The above-water camera is a stationary pan/tilt/zoom camera that will show manatees and other wildlife from above water, while the new underwater camera provides the viewer with a brand new, exciting 180-degree viewing experience. Viewers can move the cameras around, trying to spot various fish and manatees.
The Silver River, which originates at Silver Springs, provides important habitat for manatees and many other species of wildlife.

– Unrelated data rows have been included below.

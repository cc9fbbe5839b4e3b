//! Per-user state store: three JSON files under ~/.finch/users/<user>/,
//! loaded wholesale and written back after each command. The core library
//! never touches these; it only sees the in-memory snapshot.

use anyhow::{Context, Result};
use serde::{Deserialize, Serialize};
use std::fs;
use std::path::{Path, PathBuf};

use finch_core::{AIInsight, FinancialGoal, Transaction};

pub fn finch_home() -> Result<PathBuf> {
    if let Ok(dir) = std::env::var("FINCH_HOME") {
        return Ok(PathBuf::from(dir));
    }
    let home = std::env::var("HOME").context("HOME is not set")?;
    Ok(PathBuf::from(home).join(".finch"))
}

fn user_dir(user: &str) -> Result<PathBuf> {
    Ok(finch_home()?.join("users").join(user))
}

/// Everything finch knows about one user
#[derive(Debug, Clone, Serialize, Deserialize, Default)]
pub struct UserState {
    pub transactions: Vec<Transaction>,
    pub goals: Vec<FinancialGoal>,
    pub insights: Vec<AIInsight>,
}

fn read_list<T: for<'de> Deserialize<'de>>(path: &Path) -> Result<Vec<T>> {
    if !path.exists() {
        return Ok(Vec::new());
    }
    let s = fs::read_to_string(path).with_context(|| format!("read {}", path.display()))?;
    serde_json::from_str(&s).with_context(|| format!("parse {}", path.display()))
}

fn write_list<T: Serialize>(path: &Path, items: &[T]) -> Result<()> {
    let json = serde_json::to_string_pretty(items)?;
    fs::write(path, json).with_context(|| format!("write {}", path.display()))?;
    Ok(())
}

pub fn load_state_from(dir: &Path) -> Result<UserState> {
    Ok(UserState {
        transactions: read_list(&dir.join("transactions.json"))?,
        goals: read_list(&dir.join("goals.json"))?,
        insights: read_list(&dir.join("insights.json"))?,
    })
}

pub fn save_state_to(dir: &Path, state: &UserState) -> Result<()> {
    fs::create_dir_all(dir).with_context(|| format!("create {}", dir.display()))?;
    write_list(&dir.join("transactions.json"), &state.transactions)?;
    write_list(&dir.join("goals.json"), &state.goals)?;
    write_list(&dir.join("insights.json"), &state.insights)?;
    Ok(())
}

pub fn load_state(user: &str) -> Result<UserState> {
    load_state_from(&user_dir(user)?)
}

pub fn save_state(user: &str, state: &UserState) -> Result<()> {
    save_state_to(&user_dir(user)?, state)
}

/// Fresh id derived from the current timestamp, with a disambiguating
/// offset for ids minted in the same command
pub fn fresh_id(offset: i64) -> String {
    (chrono::Utc::now().timestamp_millis() + offset).to_string()
}
//! Keyword-based auto-categorization of transaction descriptions.
//!
//! An ordered rule table, first match wins. A rule matches when the
//! lowercased description contains any of its keywords, or when its
//! amount threshold (income only) is exceeded.

use crate::finance::Category;

struct Rule {
    keywords: &'static [&'static str],
    /// Amounts strictly above this also match, keyword or not
    amount_over: Option<f64>,
    category: Category,
}

/// Rule order matters: earlier rules shadow later ones
/// (e.g. "gas station food mart" is transportation only if the food
/// rule hasn't already claimed it).
const RULES: [Rule; 7] = [
    Rule {
        keywords: &["salary", "paycheck", "income"],
        amount_over: Some(1000.0),
        category: Category::Income,
    },
    Rule {
        keywords: &["grocery", "food", "restaurant"],
        amount_over: None,
        category: Category::Food,
    },
    Rule {
        keywords: &["rent", "mortgage"],
        amount_over: None,
        category: Category::Housing,
    },
    Rule {
        keywords: &["gas", "uber", "transport"],
        amount_over: None,
        category: Category::Transportation,
    },
    Rule {
        keywords: &["internet", "water", "utility"],
        amount_over: None,
        category: Category::Utilities,
    },
    Rule {
        keywords: &["movie", "netflix", "game"],
        amount_over: None,
        category: Category::Entertainment,
    },
    Rule {
        keywords: &["doctor", "medicine", "hospital"],
        amount_over: None,
        category: Category::Healthcare,
    },
];

/// Guess a category from a free-text description and amount.
/// Falls back to `Category::Other` when nothing matches.
pub fn categorize(description: &str, amount: f64) -> Category {
    let desc = description.to_lowercase();

    for rule in &RULES {
        let keyword_hit = rule.keywords.iter().any(|k| desc.contains(k));
        let amount_hit = rule.amount_over.is_some_and(|floor| amount > floor);
        if keyword_hit || amount_hit {
            return rule.category;
        }
    }

    Category::Other
}

#[cfg(test)]
mod tests {
    use super::*;

    #[test]
    fn test_categorize_grocery() {
        assert_eq!(categorize("Grocery Shopping", 120.0), Category::Food);
        assert_eq!(categorize("RESTAURANT dinner", 45.0), Category::Food);
    }

    #[test]
    fn test_categorize_salary_by_keyword() {
        assert_eq!(categorize("Monthly Salary", 2500.0), Category::Income);
        assert_eq!(categorize("paycheck deposit", 800.0), Category::Income);
    }

    #[test]
    fn test_large_amount_is_income_without_keyword() {
        // The >1000 threshold fires even with no keyword match
        assert_eq!(categorize("Consulting project", 1500.0), Category::Income);
        // At exactly 1000 the threshold does not fire
        assert_eq!(categorize("Consulting project", 1000.0), Category::Other);
    }

    #[test]
    fn test_rule_order_first_match_wins() {
        // "food" (rule 2) shadows "gas" (rule 4)
        assert_eq!(categorize("gas station food mart", 20.0), Category::Food);
        // income rule shadows everything
        assert_eq!(categorize("salary from restaurant job", 900.0), Category::Income);
    }

    #[test]
    fn test_remaining_rules() {
        assert_eq!(categorize("Rent Payment", 800.0), Category::Housing);
        assert_eq!(categorize("Uber to airport", 30.0), Category::Transportation);
        assert_eq!(categorize("Internet Bill", 60.0), Category::Utilities);
        assert_eq!(categorize("Netflix subscription", 15.0), Category::Entertainment);
        assert_eq!(categorize("Doctor visit copay", 40.0), Category::Healthcare);
    }

    #[test]
    fn test_fallback_is_other() {
        assert_eq!(categorize("Mystery purchase", 25.0), Category::Other);
        assert_eq!(categorize("", 25.0), Category::Other);
    }
}
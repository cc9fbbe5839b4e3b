//! Demo dataset for trying out finch without entering data by hand

use chrono::NaiveDate;
use finch_core::{
    AIInsight, Category, FinancialGoal, InsightKind, Transaction, TransactionKind,
};

use crate::state::UserState;

fn date(y: i32, m: u32, d: u32) -> NaiveDate {
    NaiveDate::from_ymd_opt(y, m, d).expect("valid seed date")
}

/// A month of sample activity: a salary, everyday expenses, two goals in
/// progress, and a few unread insights.
pub fn demo_state() -> UserState {
    let transactions = vec![
        Transaction::new(
            "1",
            2500.0,
            "Monthly Salary",
            Category::Income,
            date(2025, 5, 1),
            TransactionKind::Income,
        ),
        Transaction::new(
            "2",
            120.0,
            "Grocery Shopping",
            Category::Food,
            date(2025, 5, 2),
            TransactionKind::Expense,
        ),
        Transaction::new(
            "3",
            45.0,
            "Gas Station",
            Category::Transportation,
            date(2025, 5, 3),
            TransactionKind::Expense,
        ),
        Transaction::new(
            "4",
            800.0,
            "Rent Payment",
            Category::Housing,
            date(2025, 5, 5),
            TransactionKind::Expense,
        ),
        Transaction::new(
            "5",
            60.0,
            "Internet Bill",
            Category::Utilities,
            date(2025, 5, 4),
            TransactionKind::Expense,
        ),
        Transaction::new(
            "6",
            200.0,
            "Freelance Work",
            Category::Income,
            date(2025, 5, 6),
            TransactionKind::Income,
        ),
        Transaction::new(
            "7",
            35.0,
            "Movie Tickets",
            Category::Entertainment,
            date(2025, 5, 6),
            TransactionKind::Expense,
        ),
    ];

    let goals = vec![
        FinancialGoal::new(
            "1",
            "Emergency Fund",
            5000.0,
            2000.0,
            date(2025, 12, 31),
            "savings",
        ),
        FinancialGoal::new(
            "2",
            "New Laptop",
            1500.0,
            500.0,
            date(2025, 8, 30),
            "shopping",
        ),
    ];

    let insights = vec![
        AIInsight::new(
            "1",
            InsightKind::Tip,
            "You spent 30% more on food this week compared to your monthly average. \
             Consider meal prepping to save money.",
            date(2025, 5, 5),
        ),
        AIInsight {
            id: "2".to_string(),
            kind: InsightKind::Achievement,
            message: "Great job! You stayed under budget for entertainment this month."
                .to_string(),
            date: date(2025, 5, 4),
            read: true,
        },
        AIInsight::new(
            "3",
            InsightKind::Warning,
            "Your utility bills have increased by 15% over the past three months. \
             Check for any unusual usage.",
            date(2025, 5, 3),
        ),
    ];

    UserState {
        transactions,
        goals,
        insights,
    }
}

Over recent years, more manatees have been seen utilizing the Silver and Ocklawaha rivers. “The webcams provide a wonderful entertainment and educational tool to the general public, but they also help us with the manatee research,” says Patrick Rose, Executive Director of Save the Manatee Club. “We have learned so much through observing manatees on our existing webcams, and the new cameras at Silver Spring can add to the existing manatee photo-ID research conducted in this area, as well as highlighting Silver Springs and the Silver River as an important natural habitat for manatees.”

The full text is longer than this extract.